自宅前で飛鳥と別れて、自身の部屋で寛ぐ中、靖典のスマートフォンが小刻みに振動する。
ベッドから起き上がり、靖典は勉強机に有るスマートフォンの通知を確認する。
『今日は陸上の練習お疲れ様!! 初めての練習で疲れたと思うから今日はゆっくり休んでね!!! 』
連絡ツールのラインを媒介して飛鳥から労いの言葉と一緒に可愛らしい猫のスタンプが送られる
「別に必要ないのに」
嬉しさから思わず笑みを溢しながら、靖典は返信のメッセージを入力する。
『うん! そうするよ!! わざわざ労いの言葉ありがとね!! 』
送信の完了を確認し、靖典はスマートフォンを再び勉強机の上に置く。
ブッブッ。
再び通知を知らせるスマートフォンの振動音が静かに靖典の部屋に響く。
送り主は容易に想像できた。
『いえいえ!! それにしても、今日の練習での、のり君は本当にすごかったね!! 陸上部の先輩達が全く歯が立たなかったよ!! 先輩達も速いんだけど、のり君はそれ以上だったね。私の想像を超える速さだったよ!! 』
称賛の詰まった文章であった。
バスケ部の練習では決して享受できなかった高評価。
飛鳥のラインの文面を無意識に目に留めてしまう。喜びと高揚を抑えるので必死だ。
『たくさん褒めてくれてありがとう!! 嬉しいよ!! 今日はたまたまだったと思うよ』
ブッブッ。
『謙虚だね。決してそんなこと無いと思うのに。のり君の才能と実力だと思うのに』
靖典の返信後、瞬時に飛鳥からメッセージが届く。異常な速さであった。
ブッブッ。
立て続けに通知が届く。
『いきなりだけど。今から電話できないかな? もっと、のり君と積極的にお喋りしたいから!! 』
『そ、それは構わないけど』
テテテテン。テテテテン。
しばらくすると、ラインのメッセージに既読が付き、スマートフォンが高周波の電子音を鳴らす。
「…もしもし」
スマートフォンの画面に突如表示された着信ボタンをタップし、靖典は電話に応答する。
『もしもし!! 声は聞こえてる? 』
普段と変わらない明るい飛鳥の声がスマートフォンを通して靖典の耳に伝わる。
「うん。聞こえてるよ」
『えへへっ。こうやって電話するのって小学生以来だね。何か懐かしい気分』
『今なにしてるの? 』
『お~~い』
自身の部屋で勉強机に座りながらスマートフォンを操作する高谷。
現在、彼女の畑中にラインを送るが、1時間以上も既読が付かない形だ。
「反応が無いから仕方ない。可能性として携帯をチェックしていないことも大いに有るし」
ライン電話を起動し、高谷は畑中に電話を掛ける。
テテテテン。テテテテン。
スマートフォンからリズム良く高周波の電子音が流れる。その音が鳴る間、高谷は無言でスマートフォンを右耳に軽く当てる。

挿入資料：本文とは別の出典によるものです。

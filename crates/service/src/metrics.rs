use once_cell::sync::Lazy;
use prometheus::{register_int_counter, register_int_counter_vec, Encoder, IntCounter, IntCounterVec, TextEncoder};

// Prometheus metrics (default registry)
pub static REQUISITION_TRANSITIONS_TOTAL: Lazy<IntCounterVec> = Lazy::new(|| {
    register_int_counter_vec!(
        "prestar_requisition_transitions_total",
        "Requisition status changes, labelled by the status reached",
        &["status"]
    )
    .expect("register requisition_transitions_total")
});

pub static POINTS_AWARDED_TOTAL: Lazy<IntCounter> = Lazy::new(|| {
    register_int_counter!(
        "prestar_points_awarded_total",
        "Gamification points added to user totals"
    )
    .expect("register points_awarded_total")
});

pub static NOTIFICATIONS_TOTAL: Lazy<IntCounter> = Lazy::new(|| {
    register_int_counter!(
        "prestar_notifications_total",
        "In-app notifications created"
    )
    .expect("register notifications_total")
});

pub static EMAIL_FAILURES_TOTAL: Lazy<IntCounter> = Lazy::new(|| {
    register_int_counter!(
        "prestar_email_failures_total",
        "Outbound emails the mailer failed to send"
    )
    .expect("register email_failures_total")
});

/// Render the default registry in the Prometheus text format.
pub fn encode_metrics() -> Result<String, prometheus::Error> {
    let encoder = TextEncoder::new();
    let metric_families = prometheus::gather();
    let mut buffer = Vec::new();
    encoder.encode(&metric_families, &mut buffer)?;
    Ok(String::from_utf8_lossy(&buffer).into_owned())
}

しかし、2分以上電話を掛け続けても反応は皆無であった。自動的にライン電話が落ちてしまう。
「ダメか。それなら———」
次なる手段としてラインではなく電話アプリに切り替え、畑中の電話番号を入力する。
プルルルルッ。プルルルルッ。
ラインとは異なる電子音が高谷の耳に伝わる。
『呼び出しましたが、お出になりません』
スマートフォンから機械的なボイスの説明が流れる。
「クソ! どうして出ないんだよ!! いつも携帯ばかり触ってるじゃないか!! 何で反応が無い! 」
連絡が繋がらない上、本日体験練習で参加した康人に1対1で完璧な敗北を喫したストレスから怒りを露にする。
発散するように高谷は自身のベッドに力強くスマートフォンを投げ付けた。そのまま当たり散らかすように、雑に勉強机のイスも蹴り上げた。